Even though there was an ongoing police investigation, I was getting up to 150 calls a day from the banks because I was behind on all those mortgages. It was very stressful. Financially, it was a nightmare. I couldn’t buy a house or rent a car. I couldn’t even get a credit card because there were a lot of black marks on my credit history.

Best Career: Initial play for England and the Newcastle Falcons

Best Career: Initial play for England and the Newcastle Falcons

Oddly enough, I played the best rugby game of my life in 2008 and 2009. That was when I got voted as the best player in the world, for example. I think rugby was an outlet for me, where I could channel all my energy and anger. Every time I went to the rugby field, nothing else mattered, and so I felt this massive sense of release.

It was only after the criminal case was decided in 2015 that the banks started listening to me and treating me as a victim. But it took another four years to get them all to remove their credit scores against me and accept that I don’t owe them anything.

Best financial decision you made?

Investing in a friend’s medical cannabis business in 2013. I bought £12,000 of stock and two years later, after the company was bought by a major, I sold it for £115,000.

The most expensive thing you bought for fun?

Classic car at £15,000 two years ago. It’s a red, soft top from 1971 Jensen Healy. I love driving it.

Do you invest in a pension or the stock market?

I invest in my pension.

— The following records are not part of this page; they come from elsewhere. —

use carecheck_extract::{Mode, extract_fields};

fn synthetic_checklist(filler_lines: usize) -> String {
    let mut text = String::new();
    for i in 0..filler_lines {
        text.push_str(&format!("R430-{i}-1 Staff records are kept on site for review\n"));
    }
    text.push_str("Approved # of Present\n14\n");
    text.push_str("Name of Individual Informed of this Inspection: Jordan Reyes\n");
    text.push_str("Licensor(s) Conducting this Inspection: Casey Moore OL Staff Present\n");
    text
}

#[divan::bench(args = [10, 100, 1000])]
fn text_layer(bencher: divan::Bencher, filler_lines: usize) {
    let text = synthetic_checklist(filler_lines);
    bencher.bench(|| extract_fields(&text, Mode::Text));
}

#[divan::bench(args = [10, 100, 1000])]
fn ocr_output(bencher: divan::Bencher, filler_lines: usize) {
    let text = synthetic_checklist(filler_lines).replace('\n', " ");
    bencher.bench(|| extract_fields(&text, Mode::Ocr));
}

#[divan::bench]
fn no_match(bencher: divan::Bencher) {
    let text = "Facility closed for the season\n".repeat(200);
    bencher.bench(|| extract_fields(&text, Mode::Text));
}

fn main() {
    divan::main();
}
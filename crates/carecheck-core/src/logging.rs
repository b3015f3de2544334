//! Logging through `env_logger`, bridged to indicatif on a TTY

use indicatif::MultiProgress;

/// Padded label and ANSI color for a log level.
fn level_style(level: log::Level) -> (&'static str, &'static str) {
    match level {
        log::Level::Error => ("ERROR", "\x1b[31m"),
        log::Level::Warn => ("WARN ", "\x1b[33m"),
        log::Level::Info => ("INFO ", "\x1b[32m"),
        log::Level::Debug => ("DEBUG", "\x1b[36m"),
        log::Level::Trace => ("TRACE", "\x1b[35m"),
    }
}

/// Logger that prints through indicatif MultiProgress so lines don't tear the spinner.
pub struct IndicatifLogger {
    inner: env_logger::Logger,
    multi: MultiProgress,
}

impl IndicatifLogger {
    pub fn new(inner: env_logger::Logger, multi: MultiProgress) -> Self {
        Self { inner, multi }
    }
}

impl log::Log for IndicatifLogger {
    fn enabled(&self, metadata: &log::Metadata) -> bool {
        self.inner.enabled(metadata)
    }

    fn log(&self, record: &log::Record) {
        if self.inner.enabled(record.metadata()) {
            let (label, ansi) = level_style(record.level());
            let line = format!("[{ansi}{label}\x1b[0m] {}", record.args());
            self.multi.suspend(|| eprintln!("{line}"));
        }
    }

    fn flush(&self) {
        self.inner.flush();
    }
}

/// Initialize logging.
///
/// `RUST_LOG` wins over the level picked from `debug`/`quiet`. With `multi` set,
/// lines go through the progress bars; otherwise plain `[LEVEL] msg` lines.
pub fn init_logging(quiet: bool, debug: bool, multi: Option<&MultiProgress>) {
    use std::io::Write;

    let default_level = if debug {
        "debug"
    } else if quiet {
        "warn"
    } else {
        "info"
    };
    let env = env_logger::Env::default().default_filter_or(default_level);

    if let Some(multi) = multi {
        let logger = env_logger::Builder::from_env(env).build();
        let max_level = logger.filter();

        if log::set_boxed_logger(Box::new(IndicatifLogger::new(logger, multi.clone()))).is_ok() {
            log::set_max_level(max_level);
        }
    } else {
        // Non-TTY: no ANSI colors
        let _ = env_logger::Builder::from_env(env)
            .format(|buf, record| {
                let (label, _) = level_style(record.level());
                writeln!(buf, "[{label}] {}", record.args())
            })
            .try_init();
    }
}

#[cfg(test)]
mod tests {
    use super::*;

    #[test]
    fn labels_are_padded() {
        for level in [
            log::Level::Error,
            log::Level::Warn,
            log::Level::Info,
            log::Level::Debug,
            log::Level::Trace,
        ] {
            assert_eq!(level_style(level).0.len(), 5);
        }
    }

    #[test]
    fn init_twice_is_harmless() {
        init_logging(true, false, None);
        init_logging(false, true, None);
    }
}
pub mod extract;
pub mod fetch;

use std::path::PathBuf;

use anyhow::Result;
use carecheck_extract::Extractor;
use comfy_table::{Cell, Color, Table, modifiers::UTF8_ROUND_CORNERS, presets::UTF8_FULL};

use crate::config::Config;

/// Print a key-value summary table on stderr
pub fn print_summary(title: &str, rows: &[(&str, String)]) {
    let mut table = Table::new();
    table
        .load_preset(UTF8_FULL)
        .apply_modifier(UTF8_ROUND_CORNERS)
        .set_header(vec![
            Cell::new(title).fg(Color::Cyan),
            Cell::new("Value").fg(Color::Cyan),
        ]);
    for (label, value) in rows {
        table.add_row(vec![Cell::new(label), Cell::new(value)]);
    }
    eprintln!("\n{table}");
}

/// Build the extractor for a run. Missing OCR models are a startup error
/// unless OCR is switched off.
#[cfg(feature = "ocr")]
pub fn build_extractor(config: &Config, no_ocr: bool, models: Option<PathBuf>) -> Result<Extractor> {
    use carecheck_extract::{OcrConfig, OcrEngine};

    if no_ocr || !config.ocr.enabled {
        log::info!("OCR disabled; scanned checklists will be tagged all_failed");
        return Ok(Extractor::text_only());
    }

    let model_dir = models
        .or_else(|| config.ocr.model_dir.clone())
        .or_else(carecheck_extract::ocr::default_model_dir)
        .ok_or(carecheck_core::ConfigError::NoModelDir)?;
    let ocr_config = OcrConfig::from_dir(&model_dir);
    ocr_config.validate()?;

    Ok(Extractor::new(
        Some(Box::new(OcrEngine::new(ocr_config))),
        config.ocr.dpi,
    ))
}

#[cfg(not(feature = "ocr"))]
pub fn build_extractor(config: &Config, no_ocr: bool, models: Option<PathBuf>) -> Result<Extractor> {
    if !no_ocr && config.ocr.enabled {
        log::warn!("Built without the `ocr` feature; only text layers will be read");
    }
    if let Some(dir) = models {
        log::debug!("Ignoring OCR model directory {}", dir.display());
    }
    Ok(Extractor::text_only())
}
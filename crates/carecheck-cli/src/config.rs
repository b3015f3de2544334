//! Configuration loading from TOML files

use std::path::{Path, PathBuf};
use std::time::Duration;

use anyhow::{Context, Result};
use carecheck_core::{HttpConfig, RetryPolicy};
use carecheck_utah::Id;
use carecheck_utah::config::{DEFAULT_CHECKLIST_URL, DEFAULT_FACILITY_URL};
use serde::Deserialize;

/// Global configuration for carecheck
#[derive(Debug, Clone, Deserialize, Default)]
#[serde(default)]
pub struct Config {
    pub http: HttpSection,
    pub utah: UtahSection,
    pub output: OutputSection,
    pub ocr: OcrSection,
}

#[derive(Debug, Clone, Deserialize)]
#[serde(default)]
pub struct HttpSection {
    /// Per-request timeout
    pub timeout_secs: u64,
    /// Total download attempts
    pub max_attempts: u32,
    /// Pause after a read timeout
    pub timeout_delay_secs: u64,
    /// Pause after any other failure
    pub error_delay_secs: u64,
    pub user_agent: Option<String>,
}

impl Default for HttpSection {
    fn default() -> Self {
        let retry = RetryPolicy::default();
        Self {
            timeout_secs: HttpConfig::default().timeout.as_secs(),
            max_attempts: retry.max_attempts,
            timeout_delay_secs: retry.timeout_delay.as_secs(),
            error_delay_secs: retry.error_delay.as_secs(),
            user_agent: None,
        }
    }
}

impl HttpSection {
    pub fn http_config(&self, timeout_override: Option<u64>) -> HttpConfig {
        let mut http = HttpConfig {
            timeout: Duration::from_secs(timeout_override.unwrap_or(self.timeout_secs)),
            ..Default::default()
        };
        if let Some(agent) = &self.user_agent {
            http.user_agent = agent.clone();
        }
        http
    }

    pub fn retry_policy(&self, max_attempts_override: Option<u32>) -> RetryPolicy {
        RetryPolicy {
            max_attempts: max_attempts_override.unwrap_or(self.max_attempts).max(1),
            timeout_delay: Duration::from_secs(self.timeout_delay_secs),
            error_delay: Duration::from_secs(self.error_delay_secs),
        }
    }
}

#[derive(Debug, Clone, Deserialize)]
#[serde(default)]
pub struct UtahSection {
    pub facility_url: String,
    pub checklist_url: String,
    /// Facility IDs used when neither `--ids` nor an ID file is given
    pub ids: Vec<Id>,
    pub ids_file: Option<PathBuf>,
    pub max_inspections: usize,
    pub max_checklists: usize,
    /// Pause between facilities
    pub request_delay_ms: u64,
}

impl Default for UtahSection {
    fn default() -> Self {
        let defaults = carecheck_utah::Config::default();
        Self {
            facility_url: DEFAULT_FACILITY_URL.to_string(),
            checklist_url: DEFAULT_CHECKLIST_URL.to_string(),
            ids: Vec::new(),
            ids_file: None,
            max_inspections: defaults.max_inspections,
            max_checklists: defaults.max_checklists,
            request_delay_ms: defaults.request_delay.as_millis() as u64,
        }
    }
}

#[derive(Debug, Clone, Deserialize)]
#[serde(default)]
pub struct OutputSection {
    pub dir: PathBuf,
    /// Aggregated JSON, relative to `dir`
    pub json_file: PathBuf,
    /// Checklist PDFs, relative to `dir`
    pub checklist_dir: PathBuf,
}

impl Default for OutputSection {
    fn default() -> Self {
        Self {
            dir: PathBuf::from("."),
            json_file: PathBuf::from("ut_reports_with_ocr.json"),
            checklist_dir: PathBuf::from("checklists"),
        }
    }
}

#[derive(Debug, Clone, Deserialize)]
#[serde(default)]
pub struct OcrSection {
    pub enabled: bool,
    /// Directory holding the `.rten` models; `${VAR}` is expanded
    #[serde(deserialize_with = "deserialize_env_path")]
    pub model_dir: Option<PathBuf>,
    pub dpi: u32,
}

impl Default for OcrSection {
    fn default() -> Self {
        Self {
            enabled: true,
            model_dir: std::env::var_os("CARECHECK_OCR_MODELS").map(PathBuf::from),
            dpi: carecheck_extract::extractor::DEFAULT_DPI,
        }
    }
}

/// Deserialize a path that may be an environment variable reference like ${VAR}
fn deserialize_env_path<'de, D>(deserializer: D) -> Result<Option<PathBuf>, D::Error>
where
    D: serde::Deserializer<'de>,
{
    let opt: Option<String> = Option::deserialize(deserializer)?;
    Ok(opt.and_then(|s| expand_env_var(&s)).map(PathBuf::from))
}

/// Expand ${VAR} to environment variable value
fn expand_env_var(s: &str) -> Option<String> {
    if let Some(var_name) = s.strip_prefix("${").and_then(|s| s.strip_suffix('}')) {
        std::env::var(var_name).ok()
    } else {
        Some(s.to_string())
    }
}

impl Config {
    /// Load configuration from default locations
    ///
    /// Search order:
    /// 1. ./carecheck.toml (current directory)
    /// 2. ~/.config/carecheck/config.toml
    ///
    /// If no config file found, returns default config.
    pub fn load() -> Result<Self> {
        let local_config = PathBuf::from("carecheck.toml");
        if local_config.exists() {
            return Self::from_file(&local_config);
        }

        if let Some(config_dir) = directories::ProjectDirs::from("", "", "carecheck") {
            let user_config = config_dir.config_dir().join("config.toml");
            if user_config.exists() {
                return Self::from_file(&user_config);
            }
        }

        log::debug!("No config file found, using defaults");
        Ok(Self::default())
    }

    /// Load configuration from a specific file
    pub fn from_file(path: &Path) -> Result<Self> {
        let content = std::fs::read_to_string(path)
            .with_context(|| format!("Failed to read config file: {}", path.display()))?;

        let config: Config = toml::from_str(&content)
            .with_context(|| format!("Failed to parse config file: {}", path.display()))?;

        log::info!("Loaded config from {}", path.display());
        Ok(config)
    }

    pub fn json_path(&self, output_dir: &Path) -> PathBuf {
        output_dir.join(&self.output.json_file)
    }

    pub fn checklist_path(&self, output_dir: &Path) -> PathBuf {
        output_dir.join(&self.output.checklist_dir)
    }
}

It started when I started playing rugby professionally, aged 20, and had used my pension to invest in commercial real estate funds, when I couldn’t invest in physical property myself.

Do you own any property?

Yes, my wife and I. Our house is a four bedroom river house in Henley-on-Thames that we bought 18 months ago for £665,000. We’ve since developed it and got planning permission to do a major extension, but decided to move on instead. With a four-year-old, two-year-old and a seven-month-old baby, we don’t think the construction work is worth it. So we recently put it on the market and it was valued at £900,000. I think the trend towards flexible working is one reason its value is so high – people are much happier living 40 minutes outside of London.

We also own 16 buy-to-let properties, which we have acquired since 2019 at a cost of around £1.8m. Now it is worth more than 2 million pounds sterling. They are all houses in Newcastle, close to where I lived when I was earning £600 a month.

If you were a consultant, what would be the first thing you would do?

If I were Rishi Sunak, the first thing I would do would be to borrow my wife money! [Akshata Murty has a £690million stake in Infosys, the IT services firm founded by her father]. Then I will reduce the value-added tax on energy bills to zero. The cost of living is going up and I think that will help.

What is your number one financial priority?

to achieve financial freedom. I would like to be in a position to have income from investments in my property that generate between £12,000 and £15,000 per month. I’m probably two-thirds of the way toward this goal.